Kelly et al.  tried to assess the systemic response to the surgical aggression by measuring body temperature pre- and postoperatively in patients treated with the classic technique compared to those treated with the microsurgical technique. Patients who underwent microdiscectomy had lower temperatures 12, 24, 48, and 60 hours after surgery (Fig. 3). Considering that the increased body temperature following surgical procedures is related to the process of tissue repair, these results suggest that patients undergoing microsurgery suffer a smaller surgical trauma. However, the authors reported no differences in the clinical response of patients in either group.
Another way of measuring the complex systemic response to surgical procedures is through markers such as interleukins (IL), beta interferon, tumour necrosis factor (TNF), etc. Huang et al.  compared patients submitted to the classic and endoscopic techniques 24 hours after surgery observing statistically significant differences in favour of the endoscopic technique (Fig. 4).
Mayer et al.  and Righesso Neto et al.  compared patients submitted to the microscopic and endoscopic techniques and found statistically significant results with regard to the return to work within 1 year. Patients who underwent endoscopic surgery returned to work earlier (Fig. 5). It is likely that the endoscopic group was favoured for presenting a smaller surgical trauma and, consequently, less scar tissue formation.
According to Huang et al.  patients submitted to endoscopic surgery had shorter hospital stay than those undergoing the classic technique (Fig. 6). This finding can be explained by the lower intensity of pain presented by the former group allowing early hospital discharge with oral analgesia.
Based on the studies included in this paper little could be concluded on the postoperative complications. Only two studies (Huang et al.  and Katayama et al. ) reported any such complications satisfactorily. According to Katayama et al. , who compared classic and microscopic discectomy, there was only one case of superficial infection in the classic group treated successfully with oral antibiotics. Huang et al.  reported one case of superficial infection in a patient submitted to endoscopic discectomy and one case of nerve laceration in a patient treated with the classic technique. Neither of the above mentioned studies presented statistically significant differences between groups.
Unfortunately, it became evident in a number of publications that little importance had been given to adequately reporting postoperative complications. This fact renders proper analysis of the safety of surgical techniques quite impaired.
The classic, microscopic, and endoscopic posterior discectomy surgical techniques were found to be effective for the treatment of single level lumbar disc herniations in patients without degenerative vertebral deformities.
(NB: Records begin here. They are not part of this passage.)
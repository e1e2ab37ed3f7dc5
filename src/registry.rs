use crate::{
    configuration::AppConfig,
    error::{Result, ShutterError},
    gpio::{GpioError, GpioLine},
    shutter::{Shutter, ShutterStatus},
};
use crossbeam_channel::{unbounded, Sender};
use std::collections::HashMap;
use tokio::sync::oneshot;

type ActionReply = std::result::Result<ShutterStatus, GpioError>;

enum ShutterCommand {
    Move {
        position: f32,
        reply: oneshot::Sender<ActionReply>,
    },
    Flip {
        angle: f32,
        reply: oneshot::Sender<ActionReply>,
    },
    Reset {
        reply: oneshot::Sender<ActionReply>,
    },
    Status {
        reply: oneshot::Sender<ShutterStatus>,
    },
}

/// Cloneable handle to a shutter worker.
///
/// All commands sent through handles of one shutter are drained in order by
/// the single worker thread that owns it, so concurrent requests cannot
/// interleave pulses or race on position and angle. A command that has been
/// picked up runs to completion even if the requesting side went away, a
/// started pulse cannot be stopped halfway.
#[derive(Debug, Clone)]
pub struct ShutterHandle {
    sender: Sender<ShutterCommand>,
}

impl ShutterHandle {
    pub async fn move_to(&self, position: f32) -> Result<ShutterStatus> {
        let (reply, receiver) = oneshot::channel();
        self.sender
            .send(ShutterCommand::Move { position, reply })
            .map_err(|_| ShutterError::WorkerGone)?;
        Ok(receiver.await.map_err(|_| ShutterError::WorkerGone)??)
    }

    pub async fn flip(&self, angle: f32) -> Result<ShutterStatus> {
        let (reply, receiver) = oneshot::channel();
        self.sender
            .send(ShutterCommand::Flip { angle, reply })
            .map_err(|_| ShutterError::WorkerGone)?;
        Ok(receiver.await.map_err(|_| ShutterError::WorkerGone)??)
    }

    pub async fn reset(&self) -> Result<ShutterStatus> {
        let (reply, receiver) = oneshot::channel();
        self.sender
            .send(ShutterCommand::Reset { reply })
            .map_err(|_| ShutterError::WorkerGone)?;
        Ok(receiver.await.map_err(|_| ShutterError::WorkerGone)??)
    }

    pub async fn status(&self) -> Result<ShutterStatus> {
        let (reply, receiver) = oneshot::channel();
        self.sender
            .send(ShutterCommand::Status { reply })
            .map_err(|_| ShutterError::WorkerGone)?;
        receiver.await.map_err(|_| ShutterError::WorkerGone)
    }
}

fn start_shutter_worker(mut shutter: Shutter) -> Result<ShutterHandle> {
    let (sender, receiver) = unbounded::<ShutterCommand>();
    std::thread::Builder::new()
        .name(format!("shutter-{}", shutter.name()))
        .spawn(move || {
            for command in receiver {
                match command {
                    ShutterCommand::Move { position, reply } => {
                        let result = shutter.move_to(position).map(|()| shutter.status());
                        let _ = reply.send(result);
                    }
                    ShutterCommand::Flip { angle, reply } => {
                        let result = shutter.flip(angle).map(|()| shutter.status());
                        let _ = reply.send(result);
                    }
                    ShutterCommand::Reset { reply } => {
                        let result = shutter.reset().map(|()| shutter.status());
                        let _ = reply.send(result);
                    }
                    ShutterCommand::Status { reply } => {
                        let _ = reply.send(shutter.status());
                    }
                }
            }
        })
        .map_err(ShutterError::WorkerSpawn)?;
    Ok(ShutterHandle { sender })
}

/// Immutable-after-construction mapping from shutter name to worker handle.
pub struct ShutterRegistry {
    shutters: HashMap<String, ShutterHandle>,
}

impl ShutterRegistry {
    /// Builds one shutter per configuration entry and spawns its worker.
    ///
    /// The line resolver is injectable so the registry can be built against
    /// simulated lines in tests. Construction fails fast on duplicate names,
    /// on any line that cannot be resolved or initialized, and on a worker
    /// thread that cannot be spawned.
    pub fn build<F>(config: &AppConfig, mut resolve_line: F) -> Result<Self>
    where
        F: FnMut(&str) -> std::result::Result<Box<dyn GpioLine>, GpioError>,
    {
        let calibration = config.calibration();
        let mut shutters = HashMap::new();
        for entry in &config.shutters {
            if shutters.contains_key(&entry.name) {
                return Err(ShutterError::DuplicateShutterName(entry.name.clone()));
            }
            let up = resolve_line(&entry.gpio_up)?;
            let down = resolve_line(&entry.gpio_down)?;
            let mut shutter = Shutter::new(entry.name.clone(), up, down, calibration);
            shutter.init()?;
            shutters.insert(entry.name.clone(), start_shutter_worker(shutter)?);
        }
        Ok(Self { shutters })
    }

    pub fn get(&self, name: &str) -> Option<&ShutterHandle> {
        self.shutters.get(name)
    }

    pub fn iter(&self) -> impl Iterator<Item = (&String, &ShutterHandle)> {
        self.shutters.iter()
    }

    pub fn len(&self) -> usize {
        self.shutters.len()
    }

    pub fn is_empty(&self) -> bool {
        self.shutters.is_empty()
    }
}

#[cfg(test)]
mod tests {
    use super::*;
    use crate::configuration::ShutterConfig;
    use crate::gpio::testing::{transitions, LineRecorder};

    fn test_config(shutters: &[(&str, &str, &str)]) -> AppConfig {
        AppConfig {
            listen: String::from("127.0.0.1:0"),
            up_time: 0,
            down_time: 0,
            flip_time: 0,
            shutters: shutters
                .iter()
                .map(|(name, gpio_up, gpio_down)| ShutterConfig {
                    name: (*name).to_owned(),
                    gpio_up: (*gpio_up).to_owned(),
                    gpio_down: (*gpio_down).to_owned(),
                })
                .collect(),
        }
    }

    fn recording_registry(
        recorder: &LineRecorder,
        shutters: &[(&str, &str, &str)],
    ) -> ShutterRegistry {
        let registry = ShutterRegistry::build(&test_config(shutters), |spec| {
            Ok(Box::new(recorder.line(spec)))
        })
        .unwrap();
        // drop the init transitions
        recorder.clear();
        registry
    }

    #[test]
    fn duplicate_shutter_names_abort_construction() {
        let recorder = LineRecorder::default();
        let config = test_config(&[("living", "17", "27"), ("living", "22", "23")]);
        let result = ShutterRegistry::build(&config, |spec| Ok(Box::new(recorder.line(spec))));
        assert!(
            matches!(result, Err(ShutterError::DuplicateShutterName(name)) if name == "living")
        );
    }

    #[test]
    fn unresolvable_line_spec_aborts_construction() {
        let config = test_config(&[("living", "not-a-line", "27")]);
        let result = ShutterRegistry::build(&config, |spec| {
            Err(GpioError::InvalidLineSpec(spec.to_owned()))
        });
        assert!(matches!(
            result,
            Err(ShutterError::Gpio(GpioError::InvalidLineSpec(_)))
        ));
    }

    #[tokio::test]
    async fn handles_report_status_after_commands() {
        let recorder = LineRecorder::default();
        let registry = recording_registry(&recorder, &[("living", "up", "down")]);
        let handle = registry.get("living").unwrap();

        let status = handle.move_to(50.0).await.unwrap();
        assert_eq!(status.position, 50.0);
        let status = handle.flip(0.4).await.unwrap();
        assert_eq!(status.angle, 0.4);
        assert_eq!(status.position, 50.0);
        let status = handle.reset().await.unwrap();
        assert_eq!(status.position, 0.0);
        assert_eq!(status.angle, 0.0);
    }

    #[tokio::test]
    async fn worker_survives_non_finite_targets() {
        let recorder = LineRecorder::default();
        let registry = recording_registry(&recorder, &[("living", "up", "down")]);
        let handle = registry.get("living").unwrap();

        // an unvalidated target must never unwind the worker, one crafted
        // request would otherwise disable the shutter until restart
        let status = handle.move_to(f32::INFINITY).await.unwrap();
        assert_eq!(status.position, f32::INFINITY);
        let status = handle.flip(f32::INFINITY).await.unwrap();
        assert_eq!(status.angle, f32::INFINITY);

        let status = handle.status().await.unwrap();
        assert_eq!(status.position, f32::INFINITY);
    }

    #[tokio::test]
    async fn concurrent_commands_on_one_shutter_do_not_interleave() {
        let recorder = LineRecorder::default();
        let registry = recording_registry(&recorder, &[("living", "up", "down")]);
        let handle = registry.get("living").unwrap();

        // both requests race for the same shutter, the worker queue forces
        // one complete pulse sequence after the other
        let (first, second) = tokio::join!(handle.move_to(100.0), handle.move_to(0.0));
        assert_eq!(first.unwrap().position, 100.0);
        assert_eq!(second.unwrap().position, 0.0);
        assert_eq!(
            recorder.transitions(),
            transitions(&[
                // full travel down
                ("up", false),
                ("down", true),
                ("down", false),
                // full travel back up
                ("down", false),
                ("up", true),
                ("up", false),
            ])
        );

        let status = handle.status().await.unwrap();
        assert_eq!(status.position, 0.0);
        assert_eq!(status.angle, 0.0);
    }

    #[test]
    fn unknown_names_are_absent() {
        let recorder = LineRecorder::default();
        let registry = recording_registry(&recorder, &[("living", "up", "down")]);
        assert!(registry.get("kitchen").is_none());
        assert_eq!(registry.len(), 1);
    }
}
No statistically significant differences were found between these techniques regarding improvement in pain, sensory deficits, motor strength, reflexes, and patient satisfaction.
Current data suggest that the microsurgical and endoscopic techniques are superior to the classic technique for the treatment of single level lumbar disc herniations with regard to volume of blood loss, systemic repercussions, and duration of hospital stay.
No conclusions could be drawn from the clinical randomised studies reviewed regarding the safety of the three techniques studied due to insufficient data on postoperative complications.